Leaching behavior and process optimization of tin recovery from waste liquid crystal display under mechanical activation

Abstract

Recycling Sn from waste liquid crystal display (LCD) is crucial to alleviate resource shortage and prevent environmental pollution. However, the disposal of waste LCD is a complex coupling process affected by multi-factors. The lack of mature harmless and resource-based treatment process restricts the development of industrialization. Therefore, an environmentally sound process focusing on resource recovery was proposed to recover Sn efficiently and remove toxic substances from waste LCD in this study. The reaction mechanism and leaching kinetics were discussed assisted by mechanical activation, and the statistical and mathematical method (Box-Behnken Design (BBD) model) was adopted to optimize the leaching process.
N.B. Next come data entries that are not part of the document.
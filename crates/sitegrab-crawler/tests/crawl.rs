use std::fs;
use std::path::Path;
use std::sync::Arc;

use sitegrab_crawler::{
    CancellationToken, CrawlerConfig, Crawler, DedupStore, Fetcher, Outcome, PathMapper, SiteRule,
    SitemapResolver, Targets, UnmatchedHost,
};
use tokio::sync::mpsc;
use wiremock::matchers::{method, path};
use wiremock::{Mock, MockServer, ResponseTemplate};

fn host(server: &MockServer) -> String {
    server.address().to_string()
}

fn config(base: &Path) -> CrawlerConfig {
    CrawlerConfig {
        delay: 0.01,
        fetch_timeout: 5,
        base_dir: base.to_path_buf(),
        ..Default::default()
    }
}

async fn mount_page(server: &MockServer, route: &str, body: &str) {
    Mock::given(method("GET"))
        .and(path(route))
        .respond_with(ResponseTemplate::new(200).set_body_string(body))
        .mount(server)
        .await;
}

fn urlset(server: &MockServer, routes: &[&str]) -> String {
    let urls = routes
        .iter()
        .map(|r| format!("<url><loc>{}{r}</loc></url>", server.uri()))
        .collect::<String>();
    format!(
        r#"<?xml version="1.0" encoding="UTF-8"?><urlset xmlns="http://www.sitemaps.org/schemas/sitemap/0.9">{urls}</urlset>"#
    )
}

#[tokio::test]
async fn sitemap_skips_pages_on_disk() {
    let server = MockServer::start().await;
    let base = tempfile::tempdir().unwrap();

    mount_page(&server, "/sitemap.xml", &urlset(&server, &["/a", "/b"])).await;
    Mock::given(method("GET"))
        .and(path("/a"))
        .respond_with(ResponseTemplate::new(200).set_body_string("new a"))
        .expect(0)
        .mount(&server)
        .await;
    Mock::given(method("GET"))
        .and(path("/b"))
        .respond_with(ResponseTemplate::new(200).set_body_string("<p>raw b</p>"))
        .expect(1)
        .mount(&server)
        .await;

    let host_dir = base.path().join(host(&server));
    fs::create_dir_all(&host_dir).unwrap();
    fs::write(host_dir.join("a"), "old a").unwrap();

    let crawler = Crawler::new(&config(base.path())).unwrap();
    let targets = Targets {
        sitemaps: vec![format!("{}/sitemap.xml", server.uri())],
        pages: Vec::new(),
    };

    let plan = crawler.plan(&targets).await;
    assert_eq!(2, plan.found);
    assert_eq!(1, plan.already_downloaded);
    assert_eq!(
        vec![format!("{}/b", server.uri())],
        plan.hosts[&host(&server)]
    );

    let report = crawler
        .execute(plan, CancellationToken::new(), None)
        .await
        .unwrap();
    assert_eq!(1, report.stored());
    assert_eq!("<p>raw b</p>", fs::read_to_string(host_dir.join("b")).unwrap());
    assert_eq!("old a", fs::read_to_string(host_dir.join("a")).unwrap());
}

#[tokio::test]
async fn site_handler_extracts_article() {
    let server = MockServer::start().await;
    let base = tempfile::tempdir().unwrap();

    mount_page(
        &server,
        "/news/1.html",
        r#"<!DOCTYPE html><html><head><meta name="keywords" content="x">
        <title>Portal</title><style>body{}</style></head><body>
        <script>ads()</script>
        <h1 itemprop="name">Flood in the city</h1>
        <div itemprop="articleBody"><p>Water rose overnight.</p><span>share</span></div>
        </body></html>"#,
    )
    .await;

    let mut config = config(base.path());
    config.sites.insert(host(&server), SiteRule::itemprop());
    let crawler = Crawler::new(&config).unwrap();
    let (tx, mut rx) = mpsc::unbounded_channel();

    let report = crawler
        .run(
            &Targets {
                sitemaps: Vec::new(),
                pages: vec![format!("{}/news/1.html", server.uri())],
            },
            CancellationToken::new(),
            Some(tx),
        )
        .await
        .unwrap();
    assert_eq!(1, report.stored());

    let progress = rx.recv().await.unwrap();
    assert!(matches!(progress.outcome, Outcome::Stored { cleaned: true, .. }));

    let stored =
        fs::read_to_string(base.path().join(host(&server)).join("news/1.html")).unwrap();
    assert_eq!(
        r#"<html><head><meta charset="utf-8"><title>Flood in the city</title></head><body><p>Water rose overnight.</p></body></html>"#,
        stored
    );
}

#[tokio::test]
async fn unmatched_host_can_be_skipped() {
    let server = MockServer::start().await;
    let base = tempfile::tempdir().unwrap();
    Mock::given(method("GET"))
        .respond_with(ResponseTemplate::new(200))
        .expect(0)
        .mount(&server)
        .await;

    let config = CrawlerConfig {
        unmatched_host: UnmatchedHost::Skip,
        ..config(base.path())
    };
    let crawler = Crawler::new(&config).unwrap();

    let report = crawler
        .run(
            &Targets {
                sitemaps: Vec::new(),
                pages: vec![format!("{}/page", server.uri())],
            },
            CancellationToken::new(),
            None,
        )
        .await
        .unwrap();
    assert_eq!(vec![host(&server)], report.skipped_hosts);
    assert!(report.hosts.is_empty());
}

#[tokio::test]
async fn failing_urls_are_reported_and_skipped() {
    let server = MockServer::start().await;
    let base = tempfile::tempdir().unwrap();
    mount_page(&server, "/ok", "fine").await;
    Mock::given(method("GET"))
        .and(path("/broken"))
        .respond_with(ResponseTemplate::new(503))
        .mount(&server)
        .await;

    let crawler = Crawler::new(&config(base.path())).unwrap();
    let report = crawler
        .run(
            &Targets {
                sitemaps: Vec::new(),
                pages: vec![
                    format!("{}/broken", server.uri()),
                    format!("{}/ok", server.uri()),
                ],
            },
            CancellationToken::new(),
            None,
        )
        .await
        .unwrap();

    assert_eq!(1, report.failed());
    assert_eq!(1, report.stored());
    assert!(base.path().join(host(&server)).join("ok").is_file());
    assert!(!base.path().join(host(&server)).join("broken").exists());
}

#[tokio::test]
async fn sitemap_index_and_gzip() {
    use std::io::Write;

    use flate2::write::GzEncoder;
    use flate2::Compression;

    let server = MockServer::start().await;
    let base = tempfile::tempdir().unwrap();

    let index = format!(
        "<sitemapindex><sitemap><loc>{0}/s1.xml.gz</loc></sitemap><sitemap><loc>{0}/broken.xml</loc></sitemap></sitemapindex>",
        server.uri()
    );
    mount_page(&server, "/index.xml", &index).await;

    let mut gz = GzEncoder::new(Vec::new(), Compression::default());
    gz.write_all(urlset(&server, &["/x", "/y", "/x"]).as_bytes())
        .unwrap();
    Mock::given(method("GET"))
        .and(path("/s1.xml.gz"))
        .respond_with(
            ResponseTemplate::new(200)
                .set_body_bytes(gz.finish().unwrap())
                .insert_header("content-type", "application/x-gzip"),
        )
        .mount(&server)
        .await;
    mount_page(&server, "/broken.xml", "<urlset><url>").await;

    let fetcher = Fetcher::new("sitegrab-test", std::time::Duration::from_secs(5)).unwrap();
    let dedup = DedupStore::new(PathMapper::new(base.path()));
    let resolved = SitemapResolver::new(&fetcher, &dedup)
        .resolve(&[format!("{}/index.xml", server.uri())])
        .await;

    assert_eq!(
        vec![format!("{}/x", server.uri()), format!("{}/y", server.uri())],
        resolved.pages
    );
    assert_eq!(2, resolved.found);
    assert_eq!(1, resolved.skipped_sitemaps);
}

#[tokio::test]
async fn sequential_mode_runs_every_host() {
    let first = MockServer::start().await;
    let second = MockServer::start().await;
    let base = tempfile::tempdir().unwrap();
    mount_page(&first, "/one", "1").await;
    mount_page(&second, "/two", "2").await;

    let config = CrawlerConfig {
        concurrent: false,
        ..config(base.path())
    };
    let crawler = Crawler::with_fetcher(
        &config,
        Arc::new(Fetcher::new("sitegrab-test", std::time::Duration::from_secs(5)).unwrap()),
    )
    .unwrap();

    let report = crawler
        .run(
            &Targets {
                sitemaps: Vec::new(),
                pages: vec![format!("{}/one", first.uri()), format!("{}/two", second.uri())],
            },
            CancellationToken::new(),
            None,
        )
        .await
        .unwrap();

    assert_eq!(2, report.hosts.len());
    assert_eq!(2, report.stored());
}
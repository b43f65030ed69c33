use std::collections::HashMap;
use std::fmt;
use std::path::PathBuf;
use std::sync::Arc;

use sitegrab_html::{clean, ContentClass, Itemprop, Locate};

use crate::config::{SiteRule, UnmatchedHost};
use crate::path::MappedPath;
use crate::store::{self, StoreError};

/// Turns a fetched page into a stored file.
#[derive(Clone)]
pub enum Handler {
    /// Store the page as fetched.
    Raw,
    /// Store the cleaned article, or the page as fetched if cleaning fails.
    Clean(Arc<dyn Locate>),
}

impl fmt::Debug for Handler {
    fn fmt(&self, f: &mut fmt::Formatter<'_>) -> fmt::Result {
        match self {
            Self::Raw => write!(f, "Raw"),
            Self::Clean(_) => write!(f, "Clean"),
        }
    }
}

impl From<&SiteRule> for Handler {
    fn from(rule: &SiteRule) -> Self {
        match rule {
            SiteRule::Raw => Self::Raw,
            SiteRule::Itemprop { body, title } => Self::Clean(Arc::new(Itemprop {
                body: body.clone(),
                title: title.clone(),
            })),
            SiteRule::ContentClass { class, heading } => Self::Clean(Arc::new(ContentClass {
                class: class.clone(),
                heading: heading.clone(),
            })),
        }
    }
}

/// A stored page.
#[derive(Debug, Clone, PartialEq, Eq)]
pub struct Handled {
    pub path: PathBuf,
    pub cleaned: bool,
}

impl Handler {
    pub async fn handle(&self, page: Vec<u8>, target: &MappedPath) -> Result<Handled, StoreError> {
        let (bytes, cleaned) = match self {
            Self::Raw => (page, false),
            Self::Clean(rule) => clean_or_raw(rule.clone(), page).await,
        };

        let path = store::write(target, &bytes).await?;
        Ok(Handled { path, cleaned })
    }
}

async fn clean_or_raw(rule: Arc<dyn Locate>, page: Vec<u8>) -> (Vec<u8>, bool) {
    let page = Arc::new(page);
    let input = page.clone();
    let cleaned = tokio::task::spawn_blocking(move || clean(&input, rule.as_ref())).await;

    match cleaned {
        Ok(Ok(cleaned)) => (cleaned.bytes, true),
        Ok(Err(e)) => {
            log::warn!("Cleaning failed, keeping raw page: {e}");
            (Arc::unwrap_or_clone(page), false)
        }
        Err(e) => {
            log::error!("Cleaning task failed, keeping raw page: {e}");
            (Arc::unwrap_or_clone(page), false)
        }
    }
}

/// Site handlers by exact host (with port when explicit).
#[derive(Debug, Clone)]
pub struct Registry {
    handlers: HashMap<String, Handler>,
    unmatched: UnmatchedHost,
}

impl Registry {
    pub fn new(unmatched: UnmatchedHost) -> Self {
        Self {
            handlers: HashMap::new(),
            unmatched,
        }
    }

    pub fn from_sites<'a>(
        sites: impl IntoIterator<Item = (&'a String, &'a SiteRule)>,
        unmatched: UnmatchedHost,
    ) -> Self {
        let mut registry = Self::new(unmatched);
        for (host, rule) in sites {
            registry.register(host.clone(), Handler::from(rule));
        }
        registry
    }

    pub fn register(&mut self, host: impl Into<String>, handler: Handler) {
        self.handlers.insert(host.into(), handler);
    }

    /// Whether [`lookup`](Self::lookup) would return a handler for `host`.
    pub fn accepts(&self, host: &str) -> bool {
        self.handlers.contains_key(host) || self.unmatched == UnmatchedHost::Default
    }

    /// Returns the handler of `host`, `None` when the host must be skipped.
    pub fn lookup(&self, host: &str) -> Option<Handler> {
        match (self.handlers.get(host), self.unmatched) {
            (Some(handler), _) => {
                log::debug!("Host {host} handled by {handler:?}");
                Some(handler.clone())
            }
            (None, UnmatchedHost::Default) => {
                log::info!("Host {host} has no site rule, pages are stored raw");
                Some(Handler::Raw)
            }
            (None, UnmatchedHost::Skip) => {
                log::warn!("Host {host} has no site rule, skipping it");
                None
            }
        }
    }
}

#[cfg(test)]
mod tests {
    use super::*;

    #[test]
    fn lookup_policy() {
        let mut registry = Registry::new(UnmatchedHost::Skip);
        registry.register("ria.ru", Handler::from(&SiteRule::itemprop()));

        assert!(matches!(registry.lookup("ria.ru"), Some(Handler::Clean(_))));
        assert!(registry.lookup("www.ria.ru").is_none());
        assert!(registry.accepts("ria.ru"));
        assert!(!registry.accepts("www.ria.ru"));

        let registry = Registry::new(UnmatchedHost::Default);
        assert!(matches!(registry.lookup("example.com"), Some(Handler::Raw)));
        assert!(registry.accepts("example.com"));
    }

    #[tokio::test]
    async fn clean_handler_stores_article() {
        let base = tempfile::tempdir().unwrap();
        let target = MappedPath {
            dir: base.path().join("ria.ru"),
            filename: "1.html".into(),
        };
        let page = br#"<html><body><script>x</script>
            <h1 itemprop="name">Title</h1><div itemprop="articleBody">Text</div>
            </body></html>"#;

        let handled = Handler::from(&SiteRule::itemprop())
            .handle(page.to_vec(), &target)
            .await
            .unwrap();
        assert!(handled.cleaned);

        let stored = std::fs::read_to_string(handled.path).unwrap();
        assert!(stored.contains("<title>Title</title>"));
        assert!(stored.contains("<body>Text</body>"));
        assert!(!stored.contains("script"));
    }

    #[tokio::test]
    async fn raw_handler_keeps_bytes() {
        let base = tempfile::tempdir().unwrap();
        let target = MappedPath {
            dir: base.path().join("example.com"),
            filename: "b".into(),
        };
        let page = b"\x00\x01 not html".to_vec();

        let handled = Handler::Raw.handle(page.clone(), &target).await.unwrap();
        assert!(!handled.cleaned);
        assert_eq!(page, std::fs::read(handled.path).unwrap());
    }
}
The results showed that the mechanical activation could improve the physical and chemical properties of ITO glass. The essence of the leaching reaction mechanism was that the H+ in H2SO4 combined with O2− in the lattice of In2O3 to form OH−, resulting in Sn–O bond broking and Sn4+ entering the aqueous solution. Furthermore, the Zeta potential results showed that the Zeta potential of SiO2 particles less than 0.035 mm was close to zero near pH 2, resulting in agglomeration between SiO2 particles under the action of Coulomb force. The leaching kinetics was well expressed by the shrinking core model. The BBD model showed satisfactory correlation between the predicted and actual results, and the particle size was the most critical factor affecting the leaching efficiency. The maximum leaching efficiency was 87.6% which was obtained under the following optimal condition: 6 mol/L H2SO4, 108 min, 88 °C, and 0.035 mm ITO glass powder. Our findings demonstrated that the developed recovery process was both efficient and environmentally sound, which had the potential in the industrialization of waste LCD recycling system.